June 18 (UPI) -- Today, hyenas are found only in the warmer climates of Africa and Asia, but new research suggests the scavengers roamed the Arctic during the last ice age.
In a paper published Tuesday in the journal Open Quaternary, paleontologists described a pair of fossilized teeth belonging to Chasmaporthetes, an extinct genus of hyenas -- sometimes called the hunting or running hyena.
The teeth were first unearthed in the 1970s. Researchers guessed the teeth belonged to hyenas, but a formal analysis was never completed.
"Fossils of this genus of hyenas had been found in Africa, Europe and Asia, and also in the southern United States," Jack Tseng, paleontologist at the University of Buffalo, said in a news release. "But where and how did these animals get to North America? The teeth we studied, even though they were just two teeth, start to answer those questions."
Like early humans, ancient hyenas probably trekked across Beringia, the land bridge that connects Asia and North America when sea levels drop. From the Yukon, the hyenas migrated south into Mexico. The newly identified teeth suggest running hyenas were able to survive in the Arctic.
"It is amazing to imagine hyenas thriving in the harsh conditions above the Arctic Circle during the ice age," Grant Zazula, a paleontologist for the Yukon Government. "Chasmaporthetes probably hunted herds of ice age caribou and horses or scavenged carcasses of mammoths on the vast steppe-tundra that stretched from Siberia to Yukon Territory."

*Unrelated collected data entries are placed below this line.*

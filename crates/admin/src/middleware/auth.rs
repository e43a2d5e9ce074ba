//! Bearer-token extractors for admin routes.

use axum::{
    extract::FromRequestParts,
    http::{header::AUTHORIZATION, request::Parts},
};

use crate::error::{AppError, set_sentry_user};
use crate::models::AdminUser;
use crate::services::auth::{AdminAuthError, AdminAuthService};
use crate::state::AppState;

/// Extractor that requires a valid admin bearer token.
///
/// Rejects with 401 and one of `Not authenticated` (no token), `Invalid
/// token` or `User not found`.
///
/// # Example
///
/// ```rust,ignore
/// async fn protected_handler(
///     RequireAdminAuth(admin): RequireAdminAuth,
/// ) -> impl IntoResponse {
///     format!("Hello, {}!", admin.name)
/// }
/// ```
pub struct RequireAdminAuth(pub AdminUser);

/// The token from `Authorization: Bearer <token>`, if any.
fn bearer_token(parts: &Parts) -> Option<&str> {
    let value = parts.headers.get(AUTHORIZATION)?.to_str().ok()?;
    let (scheme, token) = value.split_once(' ')?;
    let token = token.trim();
    (scheme.eq_ignore_ascii_case("bearer") && !token.is_empty()).then_some(token)
}

async fn authenticate(state: &AppState, token: &str) -> Result<AdminUser, AppError> {
    let admin = AdminAuthService::new(state.pool(), state.tokens())
        .authenticate(token)
        .await
        .map_err(|e| match e {
            AdminAuthError::InvalidToken => AppError::Unauthorized("Invalid token".to_string()),
            AdminAuthError::UserNotFound => AppError::Unauthorized("User not found".to_string()),
            other => other.into(),
        })?;

    set_sentry_user(admin.id.as_i32(), Some(admin.email.as_str()));
    Ok(admin)
}

impl FromRequestParts<AppState> for RequireAdminAuth {
    type Rejection = AppError;

    async fn from_request_parts(
        parts: &mut Parts,
        state: &AppState,
    ) -> Result<Self, Self::Rejection> {
        let token = bearer_token(parts)
            .ok_or_else(|| AppError::Unauthorized("Not authenticated".to_string()))?;
        authenticate(state, token).await.map(Self)
    }
}

/// Extractor that optionally gets the current admin.
///
/// Unlike `RequireAdminAuth`, this does not reject the request. A missing or
/// invalid token both yield `None`.
pub struct OptionalAdminAuth(pub Option<AdminUser>);

impl FromRequestParts<AppState> for OptionalAdminAuth {
    type Rejection = std::convert::Infallible;

    async fn from_request_parts(
        parts: &mut Parts,
        state: &AppState,
    ) -> Result<Self, Self::Rejection> {
        let admin = match bearer_token(parts) {
            Some(token) => authenticate(state, token).await.ok(),
            None => None,
        };
        Ok(Self(admin))
    }
}

/// Extractor for routes that change settings: an authenticated admin whose
/// role may manage them. Staff get 403.
pub struct RequireSettingsManager(pub AdminUser);

impl FromRequestParts<AppState> for RequireSettingsManager {
    type Rejection = AppError;

    async fn from_request_parts(
        parts: &mut Parts,
        state: &AppState,
    ) -> Result<Self, Self::Rejection> {
        let RequireAdminAuth(admin) = RequireAdminAuth::from_request_parts(parts, state).await?;
        if !admin.role.can_manage_settings() {
            return Err(AppError::Forbidden(
                "Your role cannot change settings".to_string(),
            ));
        }
        Ok(Self(admin))
    }
}

#[cfg(test)]
#[allow(clippy::unwrap_used)]
mod tests {
    use axum::http::Request;

    use super::*;

    fn parts(header: Option<&str>) -> Parts {
        let mut builder = Request::builder().uri("/api/v1/auth/me");
        if let Some(value) = header {
            builder = builder.header(AUTHORIZATION, value);
        }
        builder.body(()).unwrap().into_parts().0
    }

    #[test]
    fn test_bearer_token_parsing() {
        assert_eq!(bearer_token(&parts(Some("Bearer abc.def"))), Some("abc.def"));
        assert_eq!(bearer_token(&parts(Some("bearer abc"))), Some("abc"));
        assert_eq!(bearer_token(&parts(Some("Basic dXNlcjpwdw=="))), None);
        assert_eq!(bearer_token(&parts(Some("Bearer "))), None);
        assert_eq!(bearer_token(&parts(Some("Bearer"))), None);
        assert_eq!(bearer_token(&parts(None)), None);
    }
}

Scientists estimated the age of the teeth between 850,000 and 1.4 million years old. But hyenas moved into North America much earlier. Paleontologists have previously found 5-million-year-old hyena remains in the southern United States.
Hyenas disappeared from North America before the arrival of the first humans, some 500,000 years ago, but scientists aren't sure why. Some researchers suggest the carnivores were pushed out by another adept scavenger, the short-faced bear Arctodus simus, which lived in North America until the end of the ice age, around 12,000 years ago.